Exercise :: Tally the lines in the records below that contain "profile" and return only the result.

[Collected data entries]
===
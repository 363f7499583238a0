use uuid::Uuid;

use crate::{
    dto::{
        auth::{TokenRequest, TokenResponse},
        users::{AdminStatus, CreateUserRequest, UserList},
    },
    error::{AppError, AppResult},
    middleware::auth::{AuthUser, ensure_self},
    models::{DeleteResult, InsertResult, NewUser, Role, UpdateResult},
    response::{ApiResponse, Meta},
    state::AppState,
    store::StoreError,
};

pub async fn list_users(state: &AppState) -> AppResult<ApiResponse<UserList>> {
    let items = state.store.list_users().await?;
    let meta = Meta::total(items.len());
    Ok(ApiResponse::success("Users", UserList { items }, Some(meta)))
}

/// Creates the user on first sign-in; an existing email is left untouched.
pub async fn create_user(
    state: &AppState,
    payload: CreateUserRequest,
) -> AppResult<ApiResponse<InsertResult>> {
    let email = payload.email.trim().to_string();
    if email.is_empty() {
        return Err(AppError::BadRequest("email is required".into()));
    }

    let exists = state.store.find_user_by_email(&email).await?;
    if exists.is_some() {
        return Ok(already_exists());
    }

    let new_user = NewUser {
        email,
        name: payload.name,
        photo_url: payload.photo_url,
    };

    match state.store.insert_user(new_user).await {
        Ok(user) => {
            tracing::info!(user_id = %user.id, email = %user.email, "user created");
            Ok(ApiResponse::success(
                "User created",
                InsertResult {
                    inserted_id: Some(user.id),
                },
                None,
            ))
        }
        // Lost a race with a concurrent sign-in for the same email.
        Err(StoreError::Conflict(_)) => Ok(already_exists()),
        Err(err) => Err(err.into()),
    }
}

fn already_exists() -> ApiResponse<InsertResult> {
    ApiResponse::success(
        "User already exists",
        InsertResult { inserted_id: None },
        None,
    )
}

pub async fn delete_user(state: &AppState, id: Uuid) -> AppResult<ApiResponse<DeleteResult>> {
    let result = state.store.delete_user(id).await?;
    Ok(ApiResponse::success("Deleted", result, Some(Meta::empty())))
}

pub async fn make_admin(
    state: &AppState,
    admin: &AuthUser,
    id: Uuid,
) -> AppResult<ApiResponse<UpdateResult>> {
    let result = state.store.set_user_role(id, Role::Admin).await?;
    tracing::info!(
        promoted_by = %admin.email,
        user_id = %id,
        matched = result.matched_count,
        "admin role granted"
    );
    Ok(ApiResponse::success("Updated", result, Some(Meta::empty())))
}

pub async fn admin_status(
    state: &AppState,
    user: &AuthUser,
    email: &str,
) -> AppResult<ApiResponse<AdminStatus>> {
    ensure_self(user, email)?;
    let admin = state
        .store
        .find_user_by_email(email)
        .await?
        .is_some_and(|u| u.is_admin());
    Ok(ApiResponse::success("OK", AdminStatus { admin }, None))
}

pub fn issue_token(
    state: &AppState,
    payload: TokenRequest,
) -> AppResult<ApiResponse<TokenResponse>> {
    if payload.email.trim().is_empty() {
        return Err(AppError::BadRequest("email is required".into()));
    }
    let token = state.tokens.issue(payload.email.trim())?;
    Ok(ApiResponse::success(
        "Token issued",
        TokenResponse { token },
        Some(Meta::empty()),
    ))
}
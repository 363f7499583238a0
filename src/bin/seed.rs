use bistro_api::{
    config::AppConfig,
    db::{create_orm_conn, run_migrations},
    entity::reviews::{ActiveModel as ReviewActive, Entity as Reviews},
    models::{NewMenuItem, NewUser, Role},
    retry::RetryPolicy,
    store::{SeaStore, Store},
};
use chrono::Utc;
use rust_decimal::Decimal;
use sea_orm::{ActiveModelTrait, EntityTrait, PaginatorTrait, Set};
use uuid::Uuid;

#[tokio::main]
async fn main() -> anyhow::Result<()> {
    dotenvy::dotenv().ok();
    let config = AppConfig::from_env()?;

    let orm = create_orm_conn(&config.database_url, config.db_connect_timeout).await?;
    // Ensure the schema exists.
    run_migrations(&orm).await?;
    let store = SeaStore::new(orm, RetryPolicy::default());

    let admin_email =
        std::env::var("SEED_ADMIN_EMAIL").unwrap_or_else(|_| "admin@bistro.example".to_string());
    let admin_id = ensure_admin(&store, &admin_email).await?;
    seed_menu(&store).await?;
    seed_reviews(&store).await?;

    println!("Seed completed. Admin ID: {admin_id}");
    Ok(())
}

async fn ensure_admin(store: &SeaStore, email: &str) -> anyhow::Result<Uuid> {
    let user = match store.find_user_by_email(email).await? {
        Some(user) => user,
        None => {
            store
                .insert_user(NewUser {
                    email: email.to_string(),
                    name: Some("Bistro Admin".to_string()),
                    photo_url: None,
                })
                .await?
        }
    };
    store.set_user_role(user.id, Role::Admin).await?;
    println!("Ensured admin {email}");
    Ok(user.id)
}

async fn seed_menu(store: &SeaStore) -> anyhow::Result<()> {
    let items = [
        ("Roast Duck Breast", "Roasted duck breast, sweet potato mash, cherry jus", "popular", 1450),
        ("Escalope de Veau", "Pan-fried veal cutlet with lemon butter", "popular", 1650),
        ("Tuna Niçoise", "Seared tuna, green beans, olives, soft egg", "salad", 1250),
        ("Fish Parmentier", "Cod, creamy potatoes, gruyère crust", "soup", 1350),
        ("Chocolate Lava Cake", "Warm chocolate cake, vanilla ice cream", "dessert", 850),
        ("Margherita", "Tomato, mozzarella, basil", "pizza", 1100),
        ("Sparkling Lemonade", "House lemonade with mint", "drinks", 450),
    ];

    let existing: Vec<String> = store
        .list_menu()
        .await?
        .into_iter()
        .map(|item| item.name)
        .collect();

    for (name, recipe, category, cents) in items {
        if existing.iter().any(|n| n == name) {
            continue;
        }
        store
            .insert_menu_item(NewMenuItem {
                name: name.to_string(),
                recipe: recipe.to_string(),
                image: None,
                category: category.to_string(),
                price: Decimal::new(cents, 2),
            })
            .await?;
    }

    println!("Seeded menu");
    Ok(())
}

async fn seed_reviews(store: &SeaStore) -> anyhow::Result<()> {
    let conn = store.connection();
    if Reviews::find().count(conn).await? > 0 {
        println!("Reviews already present");
        return Ok(());
    }

    let reviews = [
        ("Jane Doe", "The duck was cooked to perfection and the service was warm.", 5.0),
        ("Rahim", "Great salads, a little slow at lunch time.", 4.0),
        ("Mila", "Lovely desserts, will come back for the lava cake.", 4.5),
    ];
    for (name, details, rating) in reviews {
        ReviewActive {
            id: Set(Uuid::new_v4()),
            name: Set(name.to_string()),
            details: Set(details.to_string()),
            rating: Set(rating),
            created_at: Set(Utc::now().into()),
        }
        .insert(conn)
        .await?;
    }

    println!("Seeded reviews");
    Ok(())
}
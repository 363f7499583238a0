use axum::{
    Json, Router,
    extract::{Path, State},
    routing::{delete, get},
};
use uuid::Uuid;

use crate::{
    dto::users::{AdminStatus, CreateUserRequest, UserList},
    error::AppResult,
    middleware::auth::{AdminUser, AuthUser},
    models::{DeleteResult, InsertResult, UpdateResult},
    response::ApiResponse,
    services::user_service,
    state::AppState,
};

pub fn router() -> Router<AppState> {
    Router::new()
        .route("/", get(list_users).post(create_user))
        .route("/{id}", delete(delete_user))
        // PATCH takes a user id, GET takes an email.
        .route("/admin/{subject}", get(admin_status).patch(make_admin))
}

#[utoipa::path(
    get,
    path = "/users",
    responses(
        (status = 200, description = "List all users (admin only)", body = ApiResponse<UserList>),
        (status = 401, description = "Missing credential"),
        (status = 403, description = "Invalid credential or not an admin"),
    ),
    security(("bearer_auth" = [])),
    tag = "Users"
)]
pub async fn list_users(
    State(state): State<AppState>,
    _admin: AdminUser,
) -> AppResult<Json<ApiResponse<UserList>>> {
    let resp = user_service::list_users(&state).await?;
    Ok(Json(resp))
}

#[utoipa::path(
    post,
    path = "/users",
    request_body = CreateUserRequest,
    responses(
        (status = 200, description = "Create the user unless the email exists; insertedId is null when it does", body = ApiResponse<InsertResult>),
        (status = 400, description = "Missing email"),
    ),
    tag = "Users"
)]
pub async fn create_user(
    State(state): State<AppState>,
    Json(payload): Json<CreateUserRequest>,
) -> AppResult<Json<ApiResponse<InsertResult>>> {
    let resp = user_service::create_user(&state, payload).await?;
    Ok(Json(resp))
}

#[utoipa::path(
    delete,
    path = "/users/{id}",
    params(
        ("id" = Uuid, Path, description = "User ID")
    ),
    responses(
        (status = 200, description = "Delete user", body = ApiResponse<DeleteResult>),
    ),
    tag = "Users"
)]
pub async fn delete_user(
    State(state): State<AppState>,
    Path(id): Path<Uuid>,
) -> AppResult<Json<ApiResponse<DeleteResult>>> {
    let resp = user_service::delete_user(&state, id).await?;
    Ok(Json(resp))
}

#[utoipa::path(
    patch,
    path = "/users/admin/{id}",
    params(
        ("id" = Uuid, Path, description = "User ID")
    ),
    responses(
        (status = 200, description = "Grant the admin role", body = ApiResponse<UpdateResult>),
        (status = 401, description = "Missing credential"),
        (status = 403, description = "Invalid credential or not an admin"),
    ),
    security(("bearer_auth" = [])),
    tag = "Users"
)]
pub async fn make_admin(
    State(state): State<AppState>,
    AdminUser(admin): AdminUser,
    Path(id): Path<Uuid>,
) -> AppResult<Json<ApiResponse<UpdateResult>>> {
    let resp = user_service::make_admin(&state, &admin, id).await?;
    Ok(Json(resp))
}

#[utoipa::path(
    get,
    path = "/users/admin/{email}",
    params(
        ("email" = String, Path, description = "Caller's own email")
    ),
    responses(
        (status = 200, description = "Whether the caller is an admin", body = ApiResponse<AdminStatus>),
        (status = 401, description = "Missing credential"),
        (status = 403, description = "Invalid credential or another user's email"),
    ),
    security(("bearer_auth" = [])),
    tag = "Users"
)]
pub async fn admin_status(
    State(state): State<AppState>,
    user: AuthUser,
    Path(email): Path<String>,
) -> AppResult<Json<ApiResponse<AdminStatus>>> {
    let resp = user_service::admin_status(&state, &user, &email).await?;
    Ok(Json(resp))
}
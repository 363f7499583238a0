use axum::{
    extract::FromRequestParts,
    http::{header, request::Parts},
};

use crate::{
    error::AppError,
    services::token_service::AuthError,
    state::AppState,
    store::Store,
};

/// Authenticated caller, decoded from `Authorization: Bearer <token>`.
#[derive(Debug, Clone)]
pub struct AuthUser {
    pub email: String,
}

/// Authenticated caller whose stored profile carries the admin role.
#[derive(Debug, Clone)]
pub struct AdminUser(pub AuthUser);

impl From<AuthError> for AppError {
    fn from(err: AuthError) -> Self {
        match err {
            AuthError::Missing => AppError::Unauthorized,
            AuthError::Malformed | AuthError::InvalidSignature | AuthError::Expired => {
                AppError::Forbidden
            }
        }
    }
}

/// Pulls the bearer token out of the request headers.
pub fn bearer_token(parts: &Parts) -> Result<&str, AuthError> {
    let value = parts
        .headers
        .get(header::AUTHORIZATION)
        .ok_or(AuthError::Missing)?;
    let value = value.to_str().map_err(|_| AuthError::Malformed)?;
    value
        .strip_prefix("Bearer ")
        .map(str::trim)
        .filter(|token| !token.is_empty())
        .ok_or(AuthError::Malformed)
}

/// Path emails must match the caller; a valid token does not open other users' data.
pub fn ensure_self(user: &AuthUser, email: &str) -> Result<(), AppError> {
    if user.email != email {
        tracing::debug!(caller = %user.email, requested = %email, "identity mismatch");
        return Err(AppError::Forbidden);
    }
    Ok(())
}

pub async fn ensure_admin(store: &dyn Store, user: &AuthUser) -> Result<(), AppError> {
    let stored = store.find_user_by_email(&user.email).await?;
    match stored {
        Some(profile) if profile.is_admin() => Ok(()),
        _ => {
            tracing::debug!(email = %user.email, "admin role required");
            Err(AppError::Forbidden)
        }
    }
}

impl FromRequestParts<AppState> for AuthUser {
    type Rejection = AppError;

    async fn from_request_parts(
        parts: &mut Parts,
        state: &AppState,
    ) -> Result<Self, Self::Rejection> {
        if let Some(user) = parts.extensions.get::<AuthUser>() {
            return Ok(user.clone());
        }

        let claims = bearer_token(parts)
            .and_then(|token| state.tokens.verify(token))
            .inspect_err(|err| tracing::debug!(reason = %err, "credential rejected"))?;

        let user = AuthUser {
            email: claims.email,
        };
        parts.extensions.insert(user.clone());
        Ok(user)
    }
}

impl FromRequestParts<AppState> for AdminUser {
    type Rejection = AppError;

    async fn from_request_parts(
        parts: &mut Parts,
        state: &AppState,
    ) -> Result<Self, Self::Rejection> {
        let user = AuthUser::from_request_parts(parts, state).await?;
        ensure_admin(state.store.as_ref(), &user).await?;
        Ok(AdminUser(user))
    }
}

#[cfg(test)]
mod tests {
    use axum::http::Request;

    use super::*;

    fn parts_with(auth: Option<&str>) -> Parts {
        let mut builder = Request::builder().uri("/users");
        if let Some(value) = auth {
            builder = builder.header(header::AUTHORIZATION, value);
        }
        builder.body(()).unwrap().into_parts().0
    }

    #[test]
    fn missing_header_is_missing() {
        assert_eq!(bearer_token(&parts_with(None)), Err(AuthError::Missing));
    }

    #[test]
    fn non_bearer_scheme_is_malformed() {
        assert_eq!(
            bearer_token(&parts_with(Some("Basic abc"))),
            Err(AuthError::Malformed)
        );
        assert_eq!(
            bearer_token(&parts_with(Some("Bearer "))),
            Err(AuthError::Malformed)
        );
    }

    #[test]
    fn bearer_token_is_extracted() {
        assert_eq!(bearer_token(&parts_with(Some("Bearer abc.def"))), Ok("abc.def"));
    }

    #[test]
    fn auth_errors_map_to_statuses() {
        assert!(matches!(AppError::from(AuthError::Missing), AppError::Unauthorized));
        assert!(matches!(AppError::from(AuthError::Expired), AppError::Forbidden));
        assert!(matches!(
            AppError::from(AuthError::InvalidSignature),
            AppError::Forbidden
        ));
    }

    #[test]
    fn ensure_self_rejects_other_identity() {
        let user = AuthUser {
            email: "a@x.com".into(),
        };
        assert!(ensure_self(&user, "a@x.com").is_ok());
        assert!(matches!(ensure_self(&user, "b@x.com"), Err(AppError::Forbidden)));
    }
}
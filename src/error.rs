//! Error type for the `try_*` convenience API layered over the raw
//! pointer ABI. The raw API itself never returns `Result` — it collapses
//! every failure to a null pointer, per the external interface contract.

use thiserror::Error;

#[derive(Debug, Error, PartialEq, Eq)]
pub enum AllocError {
    #[error("requested allocation size is zero")]
    ZeroSize,
    #[error("memory provider refused to grow the heap")]
    HeapExhausted,
    #[error("heap not initialized; call Heap::init first")]
    NotInitialized,
}
//! Segregated free-list heads and the detach/attach operations that keep
//! each bucket a well-formed, null-terminated doubly-linked list.

use std::ptr;

use crate::size_class::{bucket_of, FIFO_BOUNDARY, LISTS};
use crate::word::{link_next, link_prev};

pub struct FreeLists {
    heads: [*mut u8; LISTS],
}

impl FreeLists {
    pub const fn new() -> Self {
        Self {
            heads: [ptr::null_mut(); LISTS],
        }
    }

    pub fn head(&self, idx: usize) -> *mut u8 {
        self.heads[idx]
    }

    /// # Safety
    /// `block` must be a free block currently linked into bucket
    /// `hint.unwrap_or(bucket_of(size))`.
    pub unsafe fn detach(&mut self, block: *mut u8, hint: Option<usize>, size: usize) {
        unsafe {
            let idx = hint.unwrap_or_else(|| bucket_of(size));
            let pred = *link_prev(block);
            let succ = *link_next(block);
            match (pred.is_null(), succ.is_null()) {
                (false, false) => {
                    *link_next(pred) = succ;
                    *link_prev(succ) = pred;
                }
                (false, true) => {
                    *link_next(pred) = ptr::null_mut();
                }
                (true, false) => {
                    *link_prev(succ) = ptr::null_mut();
                    self.heads[idx] = succ;
                }
                (true, true) => {
                    self.heads[idx] = ptr::null_mut();
                }
            }
        }
    }

    /// # Safety
    /// `block` must be a free block not currently linked into any bucket.
    pub unsafe fn attach(&mut self, block: *mut u8, hint: Option<usize>, size: usize) {
        unsafe {
            let idx = hint.unwrap_or_else(|| bucket_of(size));

            if idx <= FIFO_BOUNDARY {
                let old_head = self.heads[idx];
                *link_next(block) = old_head;
                *link_prev(block) = ptr::null_mut();
                if !old_head.is_null() {
                    *link_prev(old_head) = block;
                }
                self.heads[idx] = block;
                return;
            }

            if self.heads[idx].is_null() {
                *link_next(block) = ptr::null_mut();
                *link_prev(block) = ptr::null_mut();
                self.heads[idx] = block;
                return;
            }

            let mut cur = self.heads[idx];
            let mut prev: *mut u8 = ptr::null_mut();
            while !cur.is_null() && (cur as usize) < (block as usize) {
                prev = cur;
                cur = *link_next(cur);
            }

            if prev.is_null() {
                // New address-order head: block precedes every existing entry.
                *link_next(block) = cur;
                *link_prev(block) = ptr::null_mut();
                *link_prev(cur) = block;
                self.heads[idx] = block;
            } else if cur.is_null() {
                // New tail: block follows every existing entry.
                *link_next(prev) = block;
                *link_prev(block) = prev;
                *link_next(block) = ptr::null_mut();
            } else {
                // Interior insertion between prev and cur.
                *link_next(prev) = block;
                *link_prev(block) = prev;
                *link_next(block) = cur;
                *link_prev(cur) = block;
            }
        }
    }

    /// Linear membership test used only by the self-consistency checker.
    pub unsafe fn contains(&self, idx: usize, block: *mut u8) -> bool {
        unsafe {
            let mut cur = self.heads[idx];
            while !cur.is_null() {
                if cur == block {
                    return true;
                }
                cur = *link_next(cur);
            }
            false
        }
    }
}

#[cfg(test)]
mod tests {
    use super::*;
    use crate::word::{footer, header, pack};

    const SIZE: usize = 64;

    /// Writes a free block of `SIZE` bytes at `base + slot * SIZE` and
    /// returns its payload pointer. `base` must have at least
    /// `(slot + 1) * SIZE + WSIZE` bytes of room.
    unsafe fn make_block(base: *mut u8, slot: usize) -> *mut u8 {
        unsafe {
            let payload = base.add(slot * SIZE + crate::word::WSIZE);
            header(payload).write(pack(SIZE, false));
            footer(payload, SIZE).write(pack(SIZE, false));
            payload
        }
    }

    #[test]
    fn fifo_bucket_pushes_at_head() {
        let mut buf = vec![0u8; SIZE * 4];
        let base = buf.as_mut_ptr();
        let mut lists = FreeLists::new();
        unsafe {
            let a = make_block(base, 0);
            let b = make_block(base, 1);

            lists.attach(a, Some(0), SIZE);
            lists.attach(b, Some(0), SIZE);

            // Most recently attached block is the new head (LIFO/FIFO-push order).
            assert_eq!(lists.head(0), b);
            assert!(lists.contains(0, a));
            assert!(lists.contains(0, b));

            lists.detach(b, Some(0), SIZE);
            assert_eq!(lists.head(0), a);
            assert!(!lists.contains(0, b));
        }
    }

    #[test]
    fn address_ordered_bucket_stays_sorted() {
        let mut buf = vec![0u8; SIZE * 4];
        let base = buf.as_mut_ptr();
        let mut lists = FreeLists::new();
        let idx = 9; // > FIFO_BOUNDARY

        unsafe {
            let low = make_block(base, 0);
            let high = make_block(base, 1);
            assert!((low as usize) < (high as usize));

            // Insert out of order; attach must re-sort by address.
            lists.attach(high, Some(idx), SIZE);
            lists.attach(low, Some(idx), SIZE);

            assert_eq!(lists.head(idx), low);
            assert_eq!(*link_next(low), high);
            assert_eq!(*link_prev(high), low);
        }
    }

    #[test]
    fn detach_splices_interior_node() {
        let mut buf = vec![0u8; SIZE * 4];
        let base = buf.as_mut_ptr();
        let mut lists = FreeLists::new();
        let idx = 9;

        unsafe {
            let a = make_block(base, 0);
            let b = make_block(base, 1);
            let c = make_block(base, 2);

            lists.attach(a, Some(idx), SIZE);
            lists.attach(b, Some(idx), SIZE);
            lists.attach(c, Some(idx), SIZE);

            lists.detach(b, Some(idx), SIZE);
            assert_eq!(*link_next(a), c);
            assert_eq!(*link_prev(c), a);
            assert!(!lists.contains(idx, b));
        }
    }
}
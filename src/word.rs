//! Header/footer word format and address arithmetic between neighbouring
//! blocks. Every function here is pure pointer arithmetic; none of them
//! know about free lists or the heap as a whole.

use std::mem;

/// Size in bytes of one machine word. All block metadata is stored in
/// units of this size.
pub const WSIZE: usize = mem::size_of::<usize>();

/// Size in bytes of a pointer pair. This is the allocator's alignment
/// granularity and the unit `adjust_request` rounds payload sizes up to.
pub const DSIZE: usize = 2 * WSIZE;

/// Smallest block that can hold a header, footer, and two link words.
pub const MIN_BLOCK_SIZE: usize = 2 * DSIZE;

/// Packs a block size and its allocated flag into one header/footer word.
///
/// `size` must be a multiple of `DSIZE` so its low bits are free for the
/// flag; callers never pack an odd-granularity size.
#[inline]
pub fn pack(size: usize, alloc: bool) -> usize {
    size | (alloc as usize)
}

#[inline]
pub fn size_of(word: usize) -> usize {
    word & !1
}

#[inline]
pub fn alloc_of(word: usize) -> bool {
    word & 1 != 0
}

/// # Safety
/// `payload` must address the payload of an in-heap block.
#[inline]
pub unsafe fn header(payload: *mut u8) -> *mut usize {
    unsafe { payload.sub(WSIZE) as *mut usize }
}

/// # Safety
/// `payload` must address the payload of an in-heap block of total size `size`.
#[inline]
pub unsafe fn footer(payload: *mut u8, size: usize) -> *mut usize {
    unsafe { payload.add(size - DSIZE) as *mut usize }
}

/// # Safety
/// `payload` must address the payload of an in-heap block of total size `size`.
#[inline]
pub unsafe fn next_block(payload: *mut u8, size: usize) -> *mut u8 {
    unsafe { payload.add(size) }
}

/// # Safety
/// `payload` must not be the heap's first block (the prologue guards this).
#[inline]
pub unsafe fn prev_block(payload: *mut u8) -> *mut u8 {
    unsafe {
        let prev_footer = payload.sub(DSIZE) as *mut usize;
        let prev_size = size_of(prev_footer.read());
        payload.sub(prev_size)
    }
}

/// Address of a free block's forward link (word 0 of the payload area).
///
/// # Safety
/// `payload` must address a free block's payload, never an allocated one.
#[inline]
pub unsafe fn link_next(payload: *mut u8) -> *mut *mut u8 {
    unsafe { payload as *mut *mut u8 }
}

/// Address of a free block's backward link (word 1 of the payload area).
///
/// # Safety
/// `payload` must address a free block's payload, never an allocated one.
#[inline]
pub unsafe fn link_prev(payload: *mut u8) -> *mut *mut u8 {
    unsafe { (payload as *mut *mut u8).add(1) }
}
===
Written solution :: 2